(Dataset entries)
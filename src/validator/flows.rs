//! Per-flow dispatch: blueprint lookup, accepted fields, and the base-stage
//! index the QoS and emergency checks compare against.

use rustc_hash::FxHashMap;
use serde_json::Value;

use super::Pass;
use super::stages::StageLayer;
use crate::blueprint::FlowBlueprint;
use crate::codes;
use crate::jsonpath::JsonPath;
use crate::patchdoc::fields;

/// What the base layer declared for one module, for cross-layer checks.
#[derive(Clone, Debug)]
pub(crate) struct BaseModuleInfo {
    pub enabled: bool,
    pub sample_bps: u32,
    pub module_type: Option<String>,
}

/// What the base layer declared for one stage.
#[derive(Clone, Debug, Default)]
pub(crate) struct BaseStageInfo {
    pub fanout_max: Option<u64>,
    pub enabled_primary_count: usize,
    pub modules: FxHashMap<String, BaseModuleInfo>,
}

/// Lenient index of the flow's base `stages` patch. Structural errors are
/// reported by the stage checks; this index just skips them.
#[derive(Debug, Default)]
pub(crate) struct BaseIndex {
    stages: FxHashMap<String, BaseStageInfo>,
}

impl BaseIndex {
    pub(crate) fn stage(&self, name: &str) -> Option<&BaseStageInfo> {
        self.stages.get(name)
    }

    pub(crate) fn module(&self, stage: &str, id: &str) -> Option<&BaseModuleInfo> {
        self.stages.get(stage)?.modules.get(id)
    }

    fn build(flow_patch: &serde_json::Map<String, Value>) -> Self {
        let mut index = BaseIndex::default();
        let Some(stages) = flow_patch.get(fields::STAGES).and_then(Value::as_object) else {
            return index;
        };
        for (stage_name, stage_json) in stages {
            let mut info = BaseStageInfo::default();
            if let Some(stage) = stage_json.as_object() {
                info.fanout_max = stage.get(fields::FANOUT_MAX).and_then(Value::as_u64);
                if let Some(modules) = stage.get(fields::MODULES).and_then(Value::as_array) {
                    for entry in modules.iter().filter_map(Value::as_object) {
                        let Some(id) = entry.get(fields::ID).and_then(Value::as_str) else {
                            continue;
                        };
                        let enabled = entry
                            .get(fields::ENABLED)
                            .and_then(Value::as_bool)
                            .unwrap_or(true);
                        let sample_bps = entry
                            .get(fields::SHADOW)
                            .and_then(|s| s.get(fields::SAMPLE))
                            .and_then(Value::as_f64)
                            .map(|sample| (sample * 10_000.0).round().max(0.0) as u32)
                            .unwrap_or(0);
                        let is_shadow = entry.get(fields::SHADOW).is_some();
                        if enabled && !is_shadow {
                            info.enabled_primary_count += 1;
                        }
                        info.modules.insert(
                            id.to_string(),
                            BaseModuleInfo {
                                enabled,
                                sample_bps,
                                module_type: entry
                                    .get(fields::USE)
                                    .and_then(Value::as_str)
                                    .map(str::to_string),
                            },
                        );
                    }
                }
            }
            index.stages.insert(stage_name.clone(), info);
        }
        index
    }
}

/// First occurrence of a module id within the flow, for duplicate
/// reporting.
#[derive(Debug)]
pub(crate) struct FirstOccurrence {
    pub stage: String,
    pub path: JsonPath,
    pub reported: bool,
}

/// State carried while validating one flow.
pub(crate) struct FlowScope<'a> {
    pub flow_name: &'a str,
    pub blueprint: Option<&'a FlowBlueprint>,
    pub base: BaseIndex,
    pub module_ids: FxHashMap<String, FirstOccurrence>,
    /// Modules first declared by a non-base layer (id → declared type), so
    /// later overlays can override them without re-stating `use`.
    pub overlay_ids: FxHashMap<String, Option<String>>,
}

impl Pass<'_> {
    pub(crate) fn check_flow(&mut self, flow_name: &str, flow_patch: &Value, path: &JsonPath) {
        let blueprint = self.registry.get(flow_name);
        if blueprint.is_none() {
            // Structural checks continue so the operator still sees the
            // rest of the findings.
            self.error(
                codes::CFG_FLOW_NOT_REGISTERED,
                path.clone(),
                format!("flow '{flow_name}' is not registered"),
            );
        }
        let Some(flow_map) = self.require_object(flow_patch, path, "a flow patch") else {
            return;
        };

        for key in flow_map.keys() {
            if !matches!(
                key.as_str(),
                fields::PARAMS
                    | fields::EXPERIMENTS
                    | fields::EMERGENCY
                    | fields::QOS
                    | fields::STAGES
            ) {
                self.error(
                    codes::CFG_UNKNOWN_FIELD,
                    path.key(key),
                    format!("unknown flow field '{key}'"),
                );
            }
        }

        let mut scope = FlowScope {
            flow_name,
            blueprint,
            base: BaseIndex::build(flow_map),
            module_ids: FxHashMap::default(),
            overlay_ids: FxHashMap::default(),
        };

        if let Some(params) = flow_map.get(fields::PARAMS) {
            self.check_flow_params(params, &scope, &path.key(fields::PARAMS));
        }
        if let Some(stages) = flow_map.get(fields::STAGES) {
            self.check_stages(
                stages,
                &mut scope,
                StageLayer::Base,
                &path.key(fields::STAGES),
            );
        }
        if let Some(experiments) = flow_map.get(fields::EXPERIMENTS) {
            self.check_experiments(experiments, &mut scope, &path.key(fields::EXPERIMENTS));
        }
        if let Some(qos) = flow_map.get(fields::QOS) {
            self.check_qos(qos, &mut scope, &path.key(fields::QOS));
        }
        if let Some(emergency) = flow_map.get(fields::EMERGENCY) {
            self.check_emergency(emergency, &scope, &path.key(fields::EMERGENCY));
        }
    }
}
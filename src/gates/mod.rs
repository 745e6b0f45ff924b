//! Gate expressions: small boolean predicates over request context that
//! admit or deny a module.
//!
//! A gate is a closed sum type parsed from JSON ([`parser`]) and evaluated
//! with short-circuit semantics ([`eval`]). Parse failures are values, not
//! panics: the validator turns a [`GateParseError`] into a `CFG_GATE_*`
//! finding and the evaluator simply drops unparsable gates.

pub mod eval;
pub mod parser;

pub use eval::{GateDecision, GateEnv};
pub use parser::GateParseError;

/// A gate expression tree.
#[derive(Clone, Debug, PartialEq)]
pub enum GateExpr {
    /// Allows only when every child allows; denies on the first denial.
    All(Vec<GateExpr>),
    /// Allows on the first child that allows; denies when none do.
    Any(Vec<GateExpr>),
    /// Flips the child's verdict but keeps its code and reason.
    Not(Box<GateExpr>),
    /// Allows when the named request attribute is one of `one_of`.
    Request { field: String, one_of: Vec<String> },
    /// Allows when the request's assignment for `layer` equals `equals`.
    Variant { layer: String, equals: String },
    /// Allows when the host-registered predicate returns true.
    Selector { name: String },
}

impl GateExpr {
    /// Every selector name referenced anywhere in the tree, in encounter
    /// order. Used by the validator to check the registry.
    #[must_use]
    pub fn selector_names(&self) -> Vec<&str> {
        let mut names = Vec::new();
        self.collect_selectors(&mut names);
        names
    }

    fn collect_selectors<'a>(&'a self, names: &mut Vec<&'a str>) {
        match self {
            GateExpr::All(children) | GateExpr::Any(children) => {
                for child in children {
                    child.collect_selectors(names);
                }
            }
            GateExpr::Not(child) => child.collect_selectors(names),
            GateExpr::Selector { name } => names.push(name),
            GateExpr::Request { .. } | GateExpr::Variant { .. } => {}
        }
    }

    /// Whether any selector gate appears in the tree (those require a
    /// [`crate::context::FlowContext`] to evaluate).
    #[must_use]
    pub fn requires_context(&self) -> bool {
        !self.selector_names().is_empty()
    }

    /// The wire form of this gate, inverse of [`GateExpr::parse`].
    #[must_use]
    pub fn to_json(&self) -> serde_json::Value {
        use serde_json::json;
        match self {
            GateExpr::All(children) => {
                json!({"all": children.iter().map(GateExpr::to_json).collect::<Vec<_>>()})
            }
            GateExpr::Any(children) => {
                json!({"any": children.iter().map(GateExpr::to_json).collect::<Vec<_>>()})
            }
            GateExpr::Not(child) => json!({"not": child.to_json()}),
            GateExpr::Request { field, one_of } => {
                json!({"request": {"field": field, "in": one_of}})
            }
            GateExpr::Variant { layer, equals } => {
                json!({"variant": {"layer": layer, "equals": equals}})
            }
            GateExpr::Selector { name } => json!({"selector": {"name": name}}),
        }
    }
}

__TASK TO COMPLETE__: Print again the lines of the entries above that fall between the line holding "validating one flow." and the line holding "declared type), so", inclusive, exactly as they stand.

__EXERCISE ANSWER__:
/// State carried while validating one flow.
pub(crate) struct FlowScope<'a> {
    pub flow_name: &'a str,
    pub blueprint: Option<&'a FlowBlueprint>,
    pub base: BaseIndex,
    pub module_ids: FxHashMap<String, FirstOccurrence>,
    /// Modules first declared by a non-base layer (id → declared type), so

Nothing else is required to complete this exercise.